» **What you should do**:
Each line that contains the word "layer" is to be copied from the records below.

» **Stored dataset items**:
# # # # # # #

use std::net::{IpAddr, SocketAddr};
use std::path::PathBuf;
use std::sync::Arc;

use clap::{Parser, ValueEnum};
use tracing_subscriber::{layer::SubscriberExt, util::SubscriberInitExt};

use avshare::config::{
    AppConfig, CaptureConfig, StreamConfig, WebConfig, DEFAULT_CAPTURE_RETRIES,
    DEFAULT_CAPTURE_RETRY_DELAY_SECS, DEFAULT_ICE_GATHER_TIMEOUT_MS, DEFAULT_STUN_SERVER,
};
use avshare::media::{
    display_label, resolve_config, CaptureEngine, DeviceInfo, MediaManager, SystemCaptureEngine,
};
use avshare::state::AppState;
use avshare::web;
use avshare::webrtc::{RtcNegotiationEngine, SessionRegistry, WebRtcConfig};

/// Log level for the application
#[derive(Debug, Clone, Copy, Default, ValueEnum)]
enum LogLevel {
    Error,
    Warn,
    #[default]
    Info,
    Verbose,
    Debug,
    Trace,
}

/// avshare command line arguments
#[derive(Parser, Debug)]
#[command(name = "avshare")]
#[command(version, about = "Share a local camera and microphone with browsers over WebRTC", long_about = None)]
struct CliArgs {
    /// List capture devices and exit
    #[arg(long)]
    list_devices: bool,

    /// Video device: id, label or hex-encoded label
    #[arg(short = 'v', long = "video", value_name = "ID")]
    video: Option<String>,

    /// Audio device: id, label or hex-encoded label
    #[arg(short = 'a', long = "audio", value_name = "ID")]
    audio: Option<String>,

    /// Listen address
    #[arg(long, value_name = "IP", default_value = "0.0.0.0")]
    address: IpAddr,

    /// HTTP port
    #[arg(short = 'p', long, value_name = "PORT", default_value_t = 8080)]
    port: u16,

    /// Viewer page served at /
    #[arg(long, value_name = "FILE", default_value = "./client.html")]
    client_html: PathBuf,

    /// STUN server URL (repeatable)
    #[arg(long = "stun-server", value_name = "URL", default_values_t = [DEFAULT_STUN_SERVER.to_string()])]
    stun_servers: Vec<String>,

    /// Capture width
    #[arg(long, default_value_t = 640)]
    width: u32,

    /// Capture height
    #[arg(long, default_value_t = 480)]
    height: u32,

    /// Capture frame rate
    #[arg(long, default_value_t = 30)]
    fps: u32,

    /// Video bitrate in bps
    #[arg(long, default_value_t = 1_500_000)]
    video_bitrate: u32,

    /// Audio bitrate in bps
    #[arg(long, default_value_t = 64_000)]
    audio_bitrate: u32,

    /// Capture attempts before giving up
    #[arg(long, default_value_t = DEFAULT_CAPTURE_RETRIES)]
    capture_retries: u32,

    /// Seconds between capture attempts
    #[arg(long, default_value_t = DEFAULT_CAPTURE_RETRY_DELAY_SECS)]
    capture_retry_delay_secs: u64,

    /// How long to wait for ICE gathering before answering (ms)
    #[arg(long, default_value_t = DEFAULT_ICE_GATHER_TIMEOUT_MS)]
    ice_gather_timeout_ms: u64,

    /// Log level (error, warn, info, verbose, debug, trace)
    #[arg(short = 'l', long, value_name = "LEVEL", default_value = "info")]
    log_level: LogLevel,

    /// Increase verbosity (--verbose for verbose, twice for debug, three times for trace)
    #[arg(long, action = clap::ArgAction::Count)]
    verbose: u8,
}

impl CliArgs {
    fn to_config(&self) -> AppConfig {
        AppConfig {
            capture: CaptureConfig {
                video_identifier: self.video.clone(),
                audio_identifier: self.audio.clone(),
                width: self.width,
                height: self.height,
                fps: self.fps,
                video_bitrate: self.video_bitrate,
                audio_bitrate: self.audio_bitrate,
                retries: self.capture_retries,
                retry_delay_secs: self.capture_retry_delay_secs,
            },
            stream: StreamConfig {
                stun_servers: self.stun_servers.clone(),
                ice_gather_timeout_ms: self.ice_gather_timeout_ms,
            },
            web: WebConfig {
                http_port: self.port,
                bind_address: self.address.to_string(),
                client_html: self.client_html.clone(),
            },
        }
    }
}

#[tokio::main]
async fn main() -> anyhow::Result<()> {
    let args = CliArgs::parse();
    init_logging(args.log_level, args.verbose);

    let engine = Arc::new(SystemCaptureEngine::new());
    let devices = engine.enumerate_devices();

    if args.list_devices {
        print_devices(&devices);
        return Ok(());
    }

    tracing::info!("Starting avshare v{}", env!("CARGO_PKG_VERSION"));
    let config = args.to_config();

    let resolved = resolve_config(
        config.capture.video_identifier.as_deref(),
        config.capture.audio_identifier.as_deref(),
        &devices,
    )?;
    tracing::info!(
        "Using video device {:?}, audio device {:?}",
        resolved.video_device_id,
        resolved.audio_device_id
    );

    let media = Arc::new(MediaManager::from_config(engine, &config.capture));
    media.initialize(&resolved).await?;
    tracing::info!(
        "Media ready (video: {}, audio: {})",
        media.is_video_enabled(),
        media.is_audio_enabled()
    );

    let negotiation = Arc::new(RtcNegotiationEngine::new(WebRtcConfig::from(&config.stream)));
    let registry = Arc::new(SessionRegistry::new());
    let bind_addr = SocketAddr::new(args.address, config.web.http_port);
    let state = AppState::new(config, media, registry, negotiation);

    let app = web::create_router(state.clone());

    let listener = match tokio::net::TcpListener::bind(bind_addr).await {
        Ok(listener) => listener,
        Err(e) => {
            state.shutdown().await;
            return Err(anyhow::anyhow!("Failed to bind {}: {}", bind_addr, e));
        }
    };
    tracing::info!("Starting HTTP server on http://{}", bind_addr);

    let shutdown_signal = async {
        if let Err(e) = tokio::signal::ctrl_c().await {
            tracing::error!("Failed to listen for shutdown signal: {}", e);
            std::future::pending::<()>().await;
        }
        tracing::info!("Shutdown signal received");
    };

    let server = axum::serve(listener, app);

    tokio::select! {
        _ = shutdown_signal => {}
        result = async move { server.await } => {
            if let Err(e) = result {
                tracing::error!("HTTP server error: {}", e);
            }
        }
    }

    state.shutdown().await;
    tracing::info!("Server shutdown complete");
    Ok(())
}

/// Initialize logging with level and verbosity
fn init_logging(level: LogLevel, verbose_count: u8) {
    // Verbose count overrides log level
    let effective_level = match verbose_count {
        0 => level,
        1 => LogLevel::Verbose,
        2 => LogLevel::Debug,
        _ => LogLevel::Trace,
    };

    let filter = match effective_level {
        LogLevel::Error => "avshare=error,tower_http=error",
        LogLevel::Warn => "avshare=warn,tower_http=warn",
        LogLevel::Info => "avshare=info,tower_http=info",
        LogLevel::Verbose => "avshare=debug,tower_http=info",
        LogLevel::Debug => "avshare=debug,tower_http=debug",
        LogLevel::Trace => "avshare=trace,tower_http=debug",
    };

    // Environment variable takes highest priority
    let env_filter =
        tracing_subscriber::EnvFilter::try_from_default_env().unwrap_or_else(|_| filter.into());

    if let Err(err) = tracing_subscriber::registry()
        .with(env_filter)
        .with(tracing_subscriber::fmt::layer())
        .try_init()
    {
        eprintln!("failed to initialize tracing: {}", err);
    }
}

fn print_devices(devices: &[DeviceInfo]) {
    println!("Available media devices:");
    for line in device_lines(devices) {
        println!("{}", line);
    }
}

fn device_lines(devices: &[DeviceInfo]) -> Vec<String> {
    if devices.is_empty() {
        return vec!["  No devices found.".to_string()];
    }

    devices
        .iter()
        .map(|d| {
            format!(
                "  - Kind: {:?}, ID: '{}', Label: '{}'",
                d.kind,
                d.device_id,
                display_label(&d.label)
            )
        })
        .collect()
}

#[cfg(test)]
mod tests {
    use super::*;
    use avshare::media::DeviceKind;

    #[test]
    fn test_defaults() {
        let args = CliArgs::parse_from(["avshare", "-v", "cam"]);
        let config = args.to_config();

        assert_eq!(config.capture.video_identifier.as_deref(), Some("cam"));
        assert_eq!(config.capture.audio_identifier, None);
        assert_eq!(config.capture.retries, 5);
        assert_eq!(config.stream.stun_servers, vec![DEFAULT_STUN_SERVER]);
        assert_eq!(config.stream.ice_gather_timeout_ms, 5000);
        assert_eq!(config.web.http_port, 8080);
        assert_eq!(config.web.bind_address, "0.0.0.0");
    }

    #[test]
    fn test_repeatable_stun_servers() {
        let args = CliArgs::parse_from([
            "avshare",
            "-a",
            "default",
            "--stun-server",
            "stun:a:3478",
            "--stun-server",
            "stun:b:3478",
            "--verbose",
            "--verbose",
        ]);
        assert_eq!(args.stun_servers, vec!["stun:a:3478", "stun:b:3478"]);
        assert_eq!(args.verbose, 2);
    }

    #[test]
    fn test_device_lines() {
        assert_eq!(device_lines(&[]), vec!["  No devices found."]);

        let devices = vec![DeviceInfo::new(
            "/dev/video0",
            "55534220436167",
            DeviceKind::VideoInput,
        )];
        assert_eq!(
            device_lines(&devices),
            vec!["  - Kind: VideoInput, ID: '/dev/video0', Label: 'USB Cag (hex: 55534220436167)'"]
        );
    }
}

# # # # # # #

» **Response for this exercise**:
use tracing_subscriber::{layer::SubscriberExt, util::SubscriberInitExt};
        .with(tracing_subscriber::fmt::layer())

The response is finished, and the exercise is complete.